Bisogna uscire da questa fase emergenziale in tutti i sensi per trovare una strada vera e concreta di convivenza con il virus.
È di oggi l’ennesima conferma del colpo di maglio che la pandemia ha assestato soprattutto sul settore del turismo.
La comparazione tra 2019 (anno pre Covid) e 2021 in ordine alle cosiddette ‘posizioni di lavoro’ mostra un saldo negativo di quasi 23 mila occupati nel Paese. Mentre gran parte dei settori ha ritrovato e superato i numeri del periodo pre pandemico (costruzioni, alimentari, terziario professionale), le aree imprenditoriali di più grave crisi sono soprattutto quelle legate all’ospitalità e all’intrattenimento. E si tratta di decine di migliaia di posti di lavoro, cancellati, precari o a fortissimo rischio. A cavallo dell’anno, la diffusione rapidissima della variante Omicron ha spento ancora una volta le insegne di alberghi, ristoranti e pubblici esercizi: ho visto, anche a Rimini, reazioni responsabili, dovute alla consapevolezza del delicato momento sanitario e sociale. Ma adesso occorre anche guardare in avanti e non solo all’oggi. Vuol dire che l’economia e l’occupazione non possono continuare a essere appesi a ristori e agevolazioni, peraltro ritagliate in un debito pubblico che prima o poi dovrà essere pagato.

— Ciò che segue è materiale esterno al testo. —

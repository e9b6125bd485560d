pub mod patterns;
pub mod rules;

use shared_types::Issue;

/// Heuristic clause rule engine.
///
/// Pure pattern-based checks over a single clause's text: no I/O, no model
/// calls, deterministic output. Rule order is fixed, so callers may rely on
/// stable per-clause issue ordering.
pub struct ClauseRuleEngine;

impl ClauseRuleEngine {
    pub fn new() -> Self {
        Self
    }

    /// Run every rule against one clause and collect the findings.
    pub fn evaluate(&self, clause_text: &str, paragraph_index: usize) -> Vec<Issue> {
        let text_lower = clause_text.to_lowercase();
        let mut issues = Vec::new();

        issues.extend(rules::jurisdiction::check_jurisdiction(&text_lower, paragraph_index));
        issues.extend(rules::jurisdiction::check_governing_law(&text_lower, paragraph_index));
        issues.extend(rules::execution::check_execution_block(&text_lower, paragraph_index));
        issues.extend(rules::ambiguity::check_ambiguous_language(&text_lower, paragraph_index));
        issues.extend(rules::ownership::check_ubo_disclosure(&text_lower, paragraph_index));

        issues
    }
}

impl Default for ClauseRuleEngine {
    fn default() -> Self {
        Self::new()
    }
}

#[cfg(test)]
mod tests {
    use super::*;
    use proptest::prelude::*;
    use shared_types::Severity;

    #[test]
    fn test_governed_by_uae_federal_courts_yields_two_high_issues() {
        let engine = ClauseRuleEngine::new();
        let issues = engine.evaluate(
            "This Agreement shall be governed by the laws of the UAE federal courts.",
            0,
        );

        assert_eq!(issues.len(), 2);
        assert!(issues[0].issue.contains("Incorrect jurisdiction"));
        assert!(issues[1].issue.contains("Governing law clause"));
        assert!(issues.iter().all(|i| i.severity == Severity::High));
    }

    #[test]
    fn test_reasonable_endeavours_yields_single_low_issue() {
        let engine = ClauseRuleEngine::new();
        let issues = engine.evaluate(
            "The parties shall use reasonable endeavours to complete the transfer.",
            0,
        );

        assert_eq!(issues.len(), 1);
        assert_eq!(issues[0].severity, Severity::Low);
        assert!(issues[0].issue.contains("reasonable endeavours"));
    }

    #[test]
    fn test_clean_clause_yields_no_issues() {
        let engine = ClauseRuleEngine::new();
        let issues = engine.evaluate(
            "The registered office of the company is at Al Maryah Island, Abu Dhabi.",
            0,
        );
        assert!(issues.is_empty());
    }

    #[test]
    fn test_paragraph_index_propagates_to_every_issue() {
        let engine = ClauseRuleEngine::new();
        let issues = engine.evaluate(
            "Shareholders agree this is governed by the laws of the UAE federal courts, \
             using best efforts to comply.",
            17,
        );
        assert!(!issues.is_empty());
        assert!(issues.iter().all(|i| i.paragraph_index == 17));
    }

    proptest! {
        /// Repeated evaluation of the same clause yields identical,
        /// identically-ordered output.
        #[test]
        fn prop_evaluate_is_deterministic(text in ".{0,400}", idx in 0usize..500) {
            let engine = ClauseRuleEngine::new();
            let a = engine.evaluate(&text, idx);
            let b = engine.evaluate(&text, idx);
            prop_assert_eq!(a.len(), b.len());
            for (x, y) in a.iter().zip(b.iter()) {
                prop_assert_eq!(&x.issue, &y.issue);
                prop_assert_eq!(x.severity, y.severity);
                prop_assert_eq!(x.paragraph_index, y.paragraph_index);
            }
        }

        /// Within one clause, rule descriptions never collide.
        #[test]
        fn prop_rule_issue_texts_are_unique(text in ".{0,400}") {
            let engine = ClauseRuleEngine::new();
            let issues = engine.evaluate(&text, 0);
            let mut seen = std::collections::HashSet::new();
            for issue in &issues {
                prop_assert!(seen.insert(issue.issue.clone()));
            }
        }
    }
}
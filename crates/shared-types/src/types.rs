use std::collections::BTreeSet;

/// Severity of a compliance finding.
///
/// Serializes as the exact strings the generative-service contract uses
/// ("Low" / "Medium" / "High").
#[derive(Debug, Clone, Copy, PartialEq, Eq, serde::Serialize, serde::Deserialize)]
pub enum Severity {
    Low,
    Medium,
    High,
}

impl Severity {
    /// Case-insensitive parse with `Medium` as the fallback for anything
    /// the model invents outside the contract.
    pub fn parse_lenient(s: &str) -> Severity {
        match s.trim().to_lowercase().as_str() {
            "low" => Severity::Low,
            "high" => Severity::High,
            _ => Severity::Medium,
        }
    }

    pub fn as_str(&self) -> &'static str {
        match self {
            Severity::Low => "Low",
            Severity::Medium => "Medium",
            Severity::High => "High",
        }
    }
}

impl std::fmt::Display for Severity {
    fn fmt(&self, f: &mut std::fmt::Formatter<'_>) -> std::fmt::Result {
        f.write_str(self.as_str())
    }
}

/// One compliance finding against a single clause.
///
/// `issue` is the dedup key: within one clause's result list the issue
/// descriptions are unique by exact case-sensitive match.
#[derive(Debug, Clone, serde::Serialize, serde::Deserialize)]
pub struct Issue {
    pub paragraph_index: usize,
    pub issue: String,
    pub severity: Severity,
    pub suggestion: String,
    pub citation: String, // may be empty
    #[serde(skip_serializing_if = "Option::is_none")]
    pub alt_clause: Option<String>,
    #[serde(skip_serializing_if = "Option::is_none")]
    pub clause_type: Option<String>,
    #[serde(skip_serializing_if = "Option::is_none")]
    pub confidence: Option<f32>, // [0, 1]
}

/// A retrieved reference passage with source attribution.
#[derive(Debug, Clone, serde::Serialize, serde::Deserialize)]
pub struct ReferencePassage {
    pub source: String,
    pub text: String,
    pub category: Option<String>,
}

/// One non-empty paragraph of an uploaded document, with its position in
/// the original document preserved.
#[derive(Debug, Clone, serde::Serialize, serde::Deserialize)]
pub struct Paragraph {
    pub index: usize,
    pub text: String,
}

/// Per-document review results.
#[derive(Debug, Clone, serde::Serialize, serde::Deserialize)]
pub struct DocumentReport {
    pub document: String,
    pub detected_types: BTreeSet<String>,
    pub issues_found: Vec<Issue>,
}

/// Aggregate report for one analysis run. Built fresh per run, suitable
/// for direct JSON serialization; persistence is an external concern.
#[derive(Debug, Clone, serde::Serialize, serde::Deserialize)]
pub struct AnalysisReport {
    pub process: String,
    pub documents_uploaded: usize,
    pub uploaded_document_types: BTreeSet<String>,
    pub required_documents: usize,
    pub missing_documents: BTreeSet<String>,
    pub issues_found: Vec<DocumentReport>,
    pub checklist_message: String,
    pub total_issues: usize,
}

#[cfg(test)]
mod tests {
    use super::*;
    use pretty_assertions::assert_eq;

    #[test]
    fn test_severity_serializes_as_contract_strings() {
        assert_eq!(serde_json::to_string(&Severity::Low).unwrap(), "\"Low\"");
        assert_eq!(serde_json::to_string(&Severity::High).unwrap(), "\"High\"");
    }

    #[test]
    fn test_severity_lenient_parse() {
        assert_eq!(Severity::parse_lenient("low"), Severity::Low);
        assert_eq!(Severity::parse_lenient("HIGH"), Severity::High);
        assert_eq!(Severity::parse_lenient(" Medium "), Severity::Medium);
        assert_eq!(Severity::parse_lenient("critical"), Severity::Medium);
    }

    #[test]
    fn test_issue_optional_fields_omitted() {
        let issue = Issue {
            paragraph_index: 3,
            issue: "Governing law clause present but does not specify ADGM.".to_string(),
            severity: Severity::High,
            suggestion: "Reference ADGM jurisdiction explicitly.".to_string(),
            citation: String::new(),
            alt_clause: None,
            clause_type: None,
            confidence: None,
        };
        let json = serde_json::to_value(&issue).unwrap();
        assert!(json.get("alt_clause").is_none());
        assert!(json.get("clause_type").is_none());
        assert_eq!(json["paragraph_index"], 3);
    }
}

Bisogna uscire da questa fase emergenziale in tutti i sensi per trovare una strada vera e concreta di convivenza con il virus. Lo stanno facendo in questi giorni altri Paesi che sono pure concorrenti dell’Italia sul mercato turistico. Lo stesso OMS, ieri, ha sottolineato come ci si stia avvicinando a un’auspicabile fine della pandemia in Europa. Ma dobbiamo tornare a programmare adesso perché, come avverte anche Federturismo, ‘se entro i prossimi 30 giorni non supereremo la quarta ondata dell’epidemia, non imboccheremo la via della ripresa nel 2022’.

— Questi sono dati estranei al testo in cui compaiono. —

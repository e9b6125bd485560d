//! Document-type detection and process resolution

use crate::catalog::{Process, DOC_TYPE_KEYWORDS};
use std::collections::BTreeSet;

/// Detect document-type labels present in a text sample.
///
/// Case-insensitive substring matching against the catalog keyword
/// variants. Detection is many-to-one and union-based: a sample may match
/// zero, one, or several labels, and no label takes precedence.
pub fn detect_document_types(text: &str) -> BTreeSet<String> {
    let text_lower = text.to_lowercase();
    let mut matches = BTreeSet::new();

    for (label, variants) in DOC_TYPE_KEYWORDS {
        if variants.iter().any(|kw| text_lower.contains(kw)) {
            matches.insert((*label).to_string());
        }
    }

    matches
}

/// Resolve the legal process being attempted from the uploaded type set.
///
/// Processes are tested in fixed priority order; the first whose indicator
/// set intersects the uploads wins. Returns `None` when nothing matches
/// (callers default to Company Incorporation).
pub fn detect_process(uploaded_types: &BTreeSet<String>) -> Option<Process> {
    Process::DETECTION_ORDER
        .iter()
        .copied()
        .find(|process| {
            process
                .indicator_documents()
                .iter()
                .any(|label| uploaded_types.contains(*label))
        })
}
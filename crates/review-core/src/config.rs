//! Environment-driven configuration for the review core
//!
//! Resolved once at process start and injected into the components that
//! need it.

use crate::generative::GenerativeConfig;
use std::path::PathBuf;

/// Top-level configuration for an analysis service.
#[derive(Debug, Clone)]
pub struct ReviewConfig {
    /// Directory holding the tantivy reference index
    pub index_path: PathBuf,
    /// Generative-service settings (credential may be absent)
    pub generative: GenerativeConfig,
}

impl ReviewConfig {
    /// Load configuration from environment variables.
    ///
    /// Expected variables:
    /// - REVIEW_INDEX_PATH: reference index directory (default ./data/reference_index)
    /// - GEMINI_API_KEY / GEMINI_MODEL / GEMINI_BASE_URL / GEMINI_TIMEOUT_SECS
    pub fn from_env() -> Self {
        let index_path = std::env::var("REVIEW_INDEX_PATH")
            .map(PathBuf::from)
            .unwrap_or_else(|_| PathBuf::from("./data/reference_index"));

        Self {
            index_path,
            generative: GenerativeConfig::from_env(),
        }
    }

    pub fn local(index_path: impl Into<PathBuf>) -> Self {
        Self {
            index_path: index_path.into(),
            generative: GenerativeConfig::default(),
        }
    }
}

Non è una questione di questo o quello, un aut aut tra salute e economia: si tratta di continuare a essere cauti ma di cambiare atteggiamento e approccio per definire i criteri di una nuova normalità, in cui la paura non paralizzi ogni spinta alla ripresa. In una intervista recente, il Ministro al Turismo Massimo Garavaglia esprime alcuni concetti condivisibili, a partire da quella più evidente: in Italia si parla di Covid in maniera molto più emergenziale e ossessiva che altrove. Quindi, sottolinea l’esponente del Governo, le misure restrittive sui viaggi internazionali, molto più rigorose in Italia che altrove con il risultato che aree concorrenti dalle normative o approccio più flessibili (es. la Spagna) sottraggono clienti ai nostri operatori. Ci stiamo sparando sui piedi, chiosa Garavaglia.

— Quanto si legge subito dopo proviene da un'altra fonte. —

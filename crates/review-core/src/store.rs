//! Tantivy-backed reference store
//!
//! Concrete [`SimilaritySearch`] implementation: reference materials are
//! chunked and indexed for BM25 matching. The schema keeps `source` and
//! `category` as stored metadata so retrieval can attribute passages.

use crate::reference::{RawPassage, SimilaritySearch};
use anyhow::Result;
use async_trait::async_trait;
use std::collections::HashMap;
use std::path::Path;
use tantivy::collector::TopDocs;
use tantivy::query::QueryParser;
use tantivy::schema::*;
use tantivy::{Index, IndexWriter, ReloadPolicy, TantivyDocument};

/// Chunk size tuned for legal reference text: small chunks with generous
/// overlap keep clause-level context intact.
pub const CHUNK_SIZE: usize = 600;
pub const CHUNK_OVERLAP: usize = 180;

pub struct TantivyReferenceStore {
    index: Index,
    source_field: Field,
    category_field: Field,
    content_field: Field,
}

impl TantivyReferenceStore {
    /// Open an existing index at the given path, or create a new one.
    pub fn open_or_create(index_path: &Path) -> Result<Self> {
        let schema = Self::build_schema();

        // An empty directory is not yet an index; look for tantivy's meta file.
        let index = if index_path.join("meta.json").exists() {
            Index::open_in_dir(index_path)?
        } else {
            std::fs::create_dir_all(index_path)?;
            Index::create_in_dir(index_path, schema.clone())?
        };

        Ok(Self::from_index(index, &schema))
    }

    /// Create an in-memory store (for testing).
    pub fn in_memory() -> Result<Self> {
        let schema = Self::build_schema();
        let index = Index::create_in_ram(schema.clone());
        Ok(Self::from_index(index, &schema))
    }

    fn build_schema() -> Schema {
        let mut schema_builder = Schema::builder();
        schema_builder.add_text_field("source", STRING | STORED);
        schema_builder.add_text_field("category", STRING | STORED);
        schema_builder.add_text_field("content", TEXT | STORED);
        schema_builder.build()
    }

    fn from_index(index: Index, schema: &Schema) -> Self {
        let source_field = schema.get_field("source").expect("schema has source");
        let category_field = schema.get_field("category").expect("schema has category");
        let content_field = schema.get_field("content").expect("schema has content");
        Self {
            index,
            source_field,
            category_field,
            content_field,
        }
    }

    /// Chunk and index one reference document. Returns the number of
    /// chunks written.
    pub fn add_reference(&self, source: &str, category: Option<&str>, text: &str) -> Result<usize> {
        let chunks = chunk_text(text, CHUNK_SIZE, CHUNK_OVERLAP);
        if chunks.is_empty() {
            return Ok(0);
        }

        let mut index_writer: IndexWriter = self.index.writer(50_000_000)?;
        for chunk in &chunks {
            let mut doc = TantivyDocument::new();
            doc.add_text(self.source_field, source);
            if let Some(category) = category {
                doc.add_text(self.category_field, category);
            }
            doc.add_text(self.content_field, chunk);
            index_writer.add_document(doc)?;
        }
        index_writer.commit()?;

        Ok(chunks.len())
    }

    /// Number of indexed chunks.
    pub fn passage_count(&self) -> Result<usize> {
        let reader = self
            .index
            .reader_builder()
            .reload_policy(ReloadPolicy::OnCommitWithDelay)
            .try_into()?;
        Ok(reader.searcher().num_docs() as usize)
    }

    fn search_sync(&self, query: &str, k: usize) -> Result<Vec<RawPassage>> {
        let reader = self
            .index
            .reader_builder()
            .reload_policy(ReloadPolicy::OnCommitWithDelay)
            .try_into()?;
        let searcher = reader.searcher();

        // Clause text is not query syntax; parse leniently and take
        // whatever terms survive.
        let query_parser = QueryParser::for_index(&self.index, vec![self.content_field]);
        let (query, _errors) = query_parser.parse_query_lenient(query);

        let top_docs = searcher.search(&query, &TopDocs::with_limit(k))?;

        let mut passages = Vec::with_capacity(top_docs.len());
        for (_score, doc_address) in top_docs {
            let doc: TantivyDocument = searcher.doc(doc_address)?;
            let text_of = |field: Field| {
                doc.get_first(field)
                    .and_then(|v| v.as_str())
                    .map(str::to_string)
            };

            let mut metadata = HashMap::new();
            if let Some(source) = text_of(self.source_field) {
                metadata.insert("source".to_string(), source);
            }
            if let Some(category) = text_of(self.category_field) {
                metadata.insert("category".to_string(), category);
            }

            passages.push(RawPassage {
                content: text_of(self.content_field).unwrap_or_default(),
                metadata,
            });
        }

        Ok(passages)
    }
}

#[async_trait]
impl SimilaritySearch for TantivyReferenceStore {
    async fn similarity_search(&self, query: &str, k: usize) -> Result<Vec<RawPassage>> {
        self.search_sync(query, k)
    }
}

/// Split text into overlapping chunks of at most `chunk_size` characters,
/// preferring whitespace boundaries.
fn chunk_text(text: &str, chunk_size: usize, overlap: usize) -> Vec<String> {
    let chars: Vec<char> = text.chars().collect();
    let mut chunks = Vec::new();
    let step = chunk_size.saturating_sub(overlap).max(1);

    let mut start = 0;
    while start < chars.len() {
        let mut end = (start + chunk_size).min(chars.len());
        if end < chars.len() {
            if let Some(ws) = (start + step..end).rev().find(|&i| chars[i].is_whitespace()) {
                end = ws;
            }
        }

        let chunk: String = chars[start..end].iter().collect();
        let trimmed = chunk.trim();
        if !trimmed.is_empty() {
            chunks.push(trimmed.to_string());
        }

        if end >= chars.len() {
            break;
        }
        start = end.saturating_sub(overlap).max(start + 1);
    }

    chunks
}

Bisogna che torniamo a parlare di programmazione, anche a breve termine, e vuol dire ripartire ’normalmente’ a primavera. Ma è necessario deciderlo ora perché un’industria come quella turistica non si accende o si spegne con un clic sull’interruttore. Questa cosa è bene dircela, senza volere entrare in un dibattito da ‘prima quello e poi questo’, di una classifica tra cose è indispensabile e cosa non lo è. L’economia non riguarda solo pochi ‘padroni’ ma la vita di tutte le famiglie, dei giovani, degli adulti. Il turismo, anche a Rimini, ha dato con responsabilità e senso del dovere da marzo 2020, così come l’intera Italia. Ma ora non può più attendere. Sappiamo bene che il 2022 è già un anno molto complicato perché sulle imprese italiane si sta già abbattendo il peso dell’aumento stellare della bolletta energetica e, come in una tempesta perfetta, il probabile calo dei consumi derivato dall’analogo incremento, pesantissimo incremento che sta toccando alle famiglie italiane.
A un Parlamento che nelle prossime ore sarà impegnato nella elezione del Presidente della Repubblica, Rimini e il suo principale settore industriale e economico, che occupa 70 mila persone e genera un valore economico di 4,6 miliardi di euro all’anno (dato pre pandemia), chiede di agire e dare respiro a una ripartenza che non può attendere oltre poche settimane. Non si tratta di ristori ma della possibilità di tirarsi su in piedi definitivamente, facendo finalmente in modo che il mantra della ‘convivenza con il Covid’ non sia solo un guscio lessicale ma un concreto progetto di ritrovata normalità.